* Task directions: Only the lines holding "kind" are wanted here; copy each from the listing.

________________________

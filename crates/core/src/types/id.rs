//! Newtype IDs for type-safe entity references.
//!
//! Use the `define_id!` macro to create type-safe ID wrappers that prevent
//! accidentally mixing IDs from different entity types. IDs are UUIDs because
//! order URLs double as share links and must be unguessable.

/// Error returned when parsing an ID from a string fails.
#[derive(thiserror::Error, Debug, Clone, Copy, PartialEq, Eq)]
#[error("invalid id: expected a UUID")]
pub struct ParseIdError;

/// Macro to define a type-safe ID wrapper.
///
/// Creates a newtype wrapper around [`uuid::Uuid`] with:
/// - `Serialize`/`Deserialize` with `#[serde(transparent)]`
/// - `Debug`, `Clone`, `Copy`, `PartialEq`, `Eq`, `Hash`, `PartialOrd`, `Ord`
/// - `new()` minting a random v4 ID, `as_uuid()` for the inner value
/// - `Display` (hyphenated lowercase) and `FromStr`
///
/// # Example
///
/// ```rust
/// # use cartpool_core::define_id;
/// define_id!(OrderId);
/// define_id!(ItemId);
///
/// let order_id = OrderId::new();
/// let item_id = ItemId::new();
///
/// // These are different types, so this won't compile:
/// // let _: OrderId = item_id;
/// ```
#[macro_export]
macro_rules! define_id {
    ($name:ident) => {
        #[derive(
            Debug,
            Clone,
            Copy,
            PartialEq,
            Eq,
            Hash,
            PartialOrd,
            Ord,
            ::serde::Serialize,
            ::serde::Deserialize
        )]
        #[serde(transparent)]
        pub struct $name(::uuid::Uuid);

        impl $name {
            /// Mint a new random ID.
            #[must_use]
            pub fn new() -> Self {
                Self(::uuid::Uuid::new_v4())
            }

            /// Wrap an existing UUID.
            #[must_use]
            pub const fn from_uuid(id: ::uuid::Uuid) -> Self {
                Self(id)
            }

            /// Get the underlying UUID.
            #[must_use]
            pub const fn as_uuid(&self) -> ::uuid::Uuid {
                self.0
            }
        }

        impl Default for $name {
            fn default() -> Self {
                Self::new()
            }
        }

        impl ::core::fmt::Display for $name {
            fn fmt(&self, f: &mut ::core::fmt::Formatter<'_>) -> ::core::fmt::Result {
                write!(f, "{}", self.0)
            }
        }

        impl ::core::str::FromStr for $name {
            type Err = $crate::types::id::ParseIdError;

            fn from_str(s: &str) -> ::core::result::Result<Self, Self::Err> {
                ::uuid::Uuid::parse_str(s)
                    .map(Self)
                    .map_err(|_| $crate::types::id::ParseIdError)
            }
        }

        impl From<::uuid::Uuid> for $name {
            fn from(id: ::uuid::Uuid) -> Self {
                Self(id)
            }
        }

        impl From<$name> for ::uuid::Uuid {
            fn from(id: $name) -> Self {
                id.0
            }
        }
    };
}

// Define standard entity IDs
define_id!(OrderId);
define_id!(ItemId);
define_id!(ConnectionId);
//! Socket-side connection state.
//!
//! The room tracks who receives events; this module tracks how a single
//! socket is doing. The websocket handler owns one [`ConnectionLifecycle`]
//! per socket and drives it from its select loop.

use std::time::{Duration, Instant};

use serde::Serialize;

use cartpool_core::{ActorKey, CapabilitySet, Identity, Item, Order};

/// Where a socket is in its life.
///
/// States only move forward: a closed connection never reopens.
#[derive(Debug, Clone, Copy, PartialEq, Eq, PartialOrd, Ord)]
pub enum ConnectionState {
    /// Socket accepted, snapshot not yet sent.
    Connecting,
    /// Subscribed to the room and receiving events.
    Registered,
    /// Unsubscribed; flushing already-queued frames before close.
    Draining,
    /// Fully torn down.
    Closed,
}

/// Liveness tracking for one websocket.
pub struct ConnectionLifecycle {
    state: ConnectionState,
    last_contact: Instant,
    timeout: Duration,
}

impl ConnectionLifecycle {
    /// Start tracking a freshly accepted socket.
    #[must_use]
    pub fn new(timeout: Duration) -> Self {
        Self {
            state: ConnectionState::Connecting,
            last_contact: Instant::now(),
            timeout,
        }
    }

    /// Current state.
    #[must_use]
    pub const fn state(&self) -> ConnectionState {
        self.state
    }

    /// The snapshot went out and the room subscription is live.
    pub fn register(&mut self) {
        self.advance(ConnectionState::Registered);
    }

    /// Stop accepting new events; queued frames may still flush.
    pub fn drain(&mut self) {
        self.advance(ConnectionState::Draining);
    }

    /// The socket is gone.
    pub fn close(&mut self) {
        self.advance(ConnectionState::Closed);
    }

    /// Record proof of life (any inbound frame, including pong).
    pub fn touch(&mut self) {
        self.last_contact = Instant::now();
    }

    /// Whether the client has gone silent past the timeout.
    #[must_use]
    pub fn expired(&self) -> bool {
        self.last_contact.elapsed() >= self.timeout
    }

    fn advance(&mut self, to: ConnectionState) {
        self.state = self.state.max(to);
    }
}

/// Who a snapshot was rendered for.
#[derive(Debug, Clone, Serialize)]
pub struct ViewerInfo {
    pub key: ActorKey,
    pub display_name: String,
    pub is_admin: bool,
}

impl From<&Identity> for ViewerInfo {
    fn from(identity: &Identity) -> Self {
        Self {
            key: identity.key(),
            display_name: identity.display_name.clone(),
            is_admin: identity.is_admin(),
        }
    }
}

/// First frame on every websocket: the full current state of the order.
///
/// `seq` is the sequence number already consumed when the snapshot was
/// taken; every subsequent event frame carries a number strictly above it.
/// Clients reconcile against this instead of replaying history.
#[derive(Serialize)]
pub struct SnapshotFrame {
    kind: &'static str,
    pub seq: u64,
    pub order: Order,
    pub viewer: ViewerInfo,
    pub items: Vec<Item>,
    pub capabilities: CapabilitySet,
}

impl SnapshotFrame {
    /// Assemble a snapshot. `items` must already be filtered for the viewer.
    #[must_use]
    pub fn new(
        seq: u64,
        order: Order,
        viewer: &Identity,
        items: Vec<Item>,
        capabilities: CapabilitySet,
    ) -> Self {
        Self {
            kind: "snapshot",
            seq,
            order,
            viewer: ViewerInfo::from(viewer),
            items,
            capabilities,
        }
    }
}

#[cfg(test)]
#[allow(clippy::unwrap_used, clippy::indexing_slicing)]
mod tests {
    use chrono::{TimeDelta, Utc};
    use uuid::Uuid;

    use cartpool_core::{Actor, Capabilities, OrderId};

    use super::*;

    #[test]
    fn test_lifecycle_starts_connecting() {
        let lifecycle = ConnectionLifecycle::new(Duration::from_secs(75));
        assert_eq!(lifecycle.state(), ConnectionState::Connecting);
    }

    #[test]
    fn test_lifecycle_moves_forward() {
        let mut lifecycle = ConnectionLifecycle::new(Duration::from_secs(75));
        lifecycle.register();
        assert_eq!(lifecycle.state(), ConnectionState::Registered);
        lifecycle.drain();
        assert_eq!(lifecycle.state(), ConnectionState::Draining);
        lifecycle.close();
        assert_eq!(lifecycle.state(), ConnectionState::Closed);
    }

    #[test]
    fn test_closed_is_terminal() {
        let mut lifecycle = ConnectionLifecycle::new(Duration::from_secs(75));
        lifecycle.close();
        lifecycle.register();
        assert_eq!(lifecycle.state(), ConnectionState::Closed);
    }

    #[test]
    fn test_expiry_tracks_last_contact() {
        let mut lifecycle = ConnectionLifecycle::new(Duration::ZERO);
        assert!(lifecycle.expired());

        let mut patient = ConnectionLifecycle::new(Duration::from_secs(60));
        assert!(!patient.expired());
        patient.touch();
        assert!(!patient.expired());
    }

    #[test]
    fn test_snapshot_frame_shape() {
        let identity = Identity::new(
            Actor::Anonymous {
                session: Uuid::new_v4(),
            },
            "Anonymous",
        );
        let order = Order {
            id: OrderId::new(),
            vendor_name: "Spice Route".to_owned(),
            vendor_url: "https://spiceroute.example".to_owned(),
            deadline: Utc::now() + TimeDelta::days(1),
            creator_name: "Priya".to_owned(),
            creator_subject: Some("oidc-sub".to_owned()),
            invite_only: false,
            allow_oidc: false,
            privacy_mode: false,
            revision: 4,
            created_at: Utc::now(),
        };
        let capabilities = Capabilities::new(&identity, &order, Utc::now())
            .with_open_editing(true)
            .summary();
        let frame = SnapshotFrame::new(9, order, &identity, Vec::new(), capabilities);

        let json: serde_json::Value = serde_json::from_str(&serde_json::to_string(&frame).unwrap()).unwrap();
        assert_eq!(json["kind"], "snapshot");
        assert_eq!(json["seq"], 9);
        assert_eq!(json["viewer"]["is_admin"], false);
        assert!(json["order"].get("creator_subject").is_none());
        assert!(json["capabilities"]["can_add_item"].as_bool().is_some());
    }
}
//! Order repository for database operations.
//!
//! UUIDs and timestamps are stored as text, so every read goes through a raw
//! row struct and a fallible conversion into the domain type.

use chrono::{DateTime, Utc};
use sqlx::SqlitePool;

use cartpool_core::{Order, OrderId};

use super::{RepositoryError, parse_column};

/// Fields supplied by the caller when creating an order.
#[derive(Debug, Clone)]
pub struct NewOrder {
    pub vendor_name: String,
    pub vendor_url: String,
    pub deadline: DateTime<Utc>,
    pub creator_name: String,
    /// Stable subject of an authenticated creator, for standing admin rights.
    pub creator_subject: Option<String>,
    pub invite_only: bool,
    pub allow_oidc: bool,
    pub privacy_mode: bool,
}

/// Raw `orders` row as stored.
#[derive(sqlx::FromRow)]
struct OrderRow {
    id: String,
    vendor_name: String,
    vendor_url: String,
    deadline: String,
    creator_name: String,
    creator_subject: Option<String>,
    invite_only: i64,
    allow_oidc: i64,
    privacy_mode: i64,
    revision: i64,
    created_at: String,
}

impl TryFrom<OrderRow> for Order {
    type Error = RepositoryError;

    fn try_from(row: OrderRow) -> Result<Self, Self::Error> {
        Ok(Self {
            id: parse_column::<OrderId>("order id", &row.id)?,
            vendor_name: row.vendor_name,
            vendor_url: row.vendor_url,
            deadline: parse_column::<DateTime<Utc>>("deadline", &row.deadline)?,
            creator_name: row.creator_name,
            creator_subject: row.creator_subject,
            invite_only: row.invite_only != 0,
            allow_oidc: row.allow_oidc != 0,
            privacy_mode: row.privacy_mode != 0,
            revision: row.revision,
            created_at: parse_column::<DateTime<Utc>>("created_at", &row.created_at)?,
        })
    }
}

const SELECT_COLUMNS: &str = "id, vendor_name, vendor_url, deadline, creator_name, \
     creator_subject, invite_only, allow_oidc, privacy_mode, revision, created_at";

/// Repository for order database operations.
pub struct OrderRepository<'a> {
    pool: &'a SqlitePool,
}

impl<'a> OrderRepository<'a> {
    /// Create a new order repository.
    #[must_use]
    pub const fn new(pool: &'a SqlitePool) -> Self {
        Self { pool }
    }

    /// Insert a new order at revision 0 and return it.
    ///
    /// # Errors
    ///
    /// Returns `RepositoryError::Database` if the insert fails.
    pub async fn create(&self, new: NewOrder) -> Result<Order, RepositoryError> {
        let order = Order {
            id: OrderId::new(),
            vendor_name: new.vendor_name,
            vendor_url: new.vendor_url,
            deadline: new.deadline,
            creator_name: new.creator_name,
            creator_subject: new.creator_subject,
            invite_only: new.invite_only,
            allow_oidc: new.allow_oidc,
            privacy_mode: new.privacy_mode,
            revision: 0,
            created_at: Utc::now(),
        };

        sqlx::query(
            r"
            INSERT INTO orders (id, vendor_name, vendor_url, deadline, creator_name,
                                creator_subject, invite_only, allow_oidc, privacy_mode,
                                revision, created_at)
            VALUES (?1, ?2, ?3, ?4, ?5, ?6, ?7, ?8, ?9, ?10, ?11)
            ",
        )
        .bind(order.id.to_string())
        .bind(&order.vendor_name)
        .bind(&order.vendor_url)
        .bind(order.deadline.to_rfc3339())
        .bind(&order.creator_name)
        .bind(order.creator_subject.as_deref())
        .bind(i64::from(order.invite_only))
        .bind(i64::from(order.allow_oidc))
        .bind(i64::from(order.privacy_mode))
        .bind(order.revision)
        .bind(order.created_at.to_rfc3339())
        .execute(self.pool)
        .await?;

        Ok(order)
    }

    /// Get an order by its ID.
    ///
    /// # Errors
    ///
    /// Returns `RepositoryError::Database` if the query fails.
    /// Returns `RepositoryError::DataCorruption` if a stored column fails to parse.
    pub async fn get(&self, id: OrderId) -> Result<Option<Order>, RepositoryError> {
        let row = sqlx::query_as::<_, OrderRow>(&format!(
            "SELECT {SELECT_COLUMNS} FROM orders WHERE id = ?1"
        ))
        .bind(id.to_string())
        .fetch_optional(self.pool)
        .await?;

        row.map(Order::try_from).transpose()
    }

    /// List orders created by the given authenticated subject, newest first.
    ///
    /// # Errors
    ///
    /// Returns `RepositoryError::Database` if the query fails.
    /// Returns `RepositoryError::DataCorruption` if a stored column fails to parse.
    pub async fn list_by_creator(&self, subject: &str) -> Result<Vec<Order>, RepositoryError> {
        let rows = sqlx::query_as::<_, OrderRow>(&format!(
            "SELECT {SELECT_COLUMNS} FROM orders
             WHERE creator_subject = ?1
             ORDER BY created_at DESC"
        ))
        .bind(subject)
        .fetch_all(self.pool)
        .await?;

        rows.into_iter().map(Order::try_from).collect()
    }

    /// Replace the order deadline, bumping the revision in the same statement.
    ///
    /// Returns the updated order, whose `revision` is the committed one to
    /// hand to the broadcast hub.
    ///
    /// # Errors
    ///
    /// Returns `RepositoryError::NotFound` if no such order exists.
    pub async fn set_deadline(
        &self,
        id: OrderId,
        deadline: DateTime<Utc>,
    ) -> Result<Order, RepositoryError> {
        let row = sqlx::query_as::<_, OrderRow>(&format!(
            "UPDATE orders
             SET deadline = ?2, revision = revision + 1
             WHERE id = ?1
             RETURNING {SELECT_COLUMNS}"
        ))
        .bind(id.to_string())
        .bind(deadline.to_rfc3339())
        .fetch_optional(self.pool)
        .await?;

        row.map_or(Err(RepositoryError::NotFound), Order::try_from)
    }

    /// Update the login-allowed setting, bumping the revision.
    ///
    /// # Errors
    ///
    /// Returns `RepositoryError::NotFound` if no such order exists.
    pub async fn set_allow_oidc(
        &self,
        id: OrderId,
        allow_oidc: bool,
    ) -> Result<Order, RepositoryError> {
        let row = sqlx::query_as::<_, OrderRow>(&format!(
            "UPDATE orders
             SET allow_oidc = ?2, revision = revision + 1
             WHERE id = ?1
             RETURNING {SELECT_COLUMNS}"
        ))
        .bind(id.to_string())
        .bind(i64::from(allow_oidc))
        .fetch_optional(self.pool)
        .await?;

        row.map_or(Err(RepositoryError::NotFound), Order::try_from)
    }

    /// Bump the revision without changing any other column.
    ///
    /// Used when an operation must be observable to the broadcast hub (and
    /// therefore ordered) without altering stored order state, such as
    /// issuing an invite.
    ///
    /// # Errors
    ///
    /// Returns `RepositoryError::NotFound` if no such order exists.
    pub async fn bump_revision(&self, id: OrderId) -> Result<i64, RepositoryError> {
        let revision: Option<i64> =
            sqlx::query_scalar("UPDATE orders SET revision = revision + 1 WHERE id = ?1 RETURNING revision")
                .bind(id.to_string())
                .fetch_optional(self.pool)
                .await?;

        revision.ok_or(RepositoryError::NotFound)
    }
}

________________________

* Result below:
    kind: &'static str,
            kind: "snapshot",
        assert_eq!(json["kind"], "snapshot");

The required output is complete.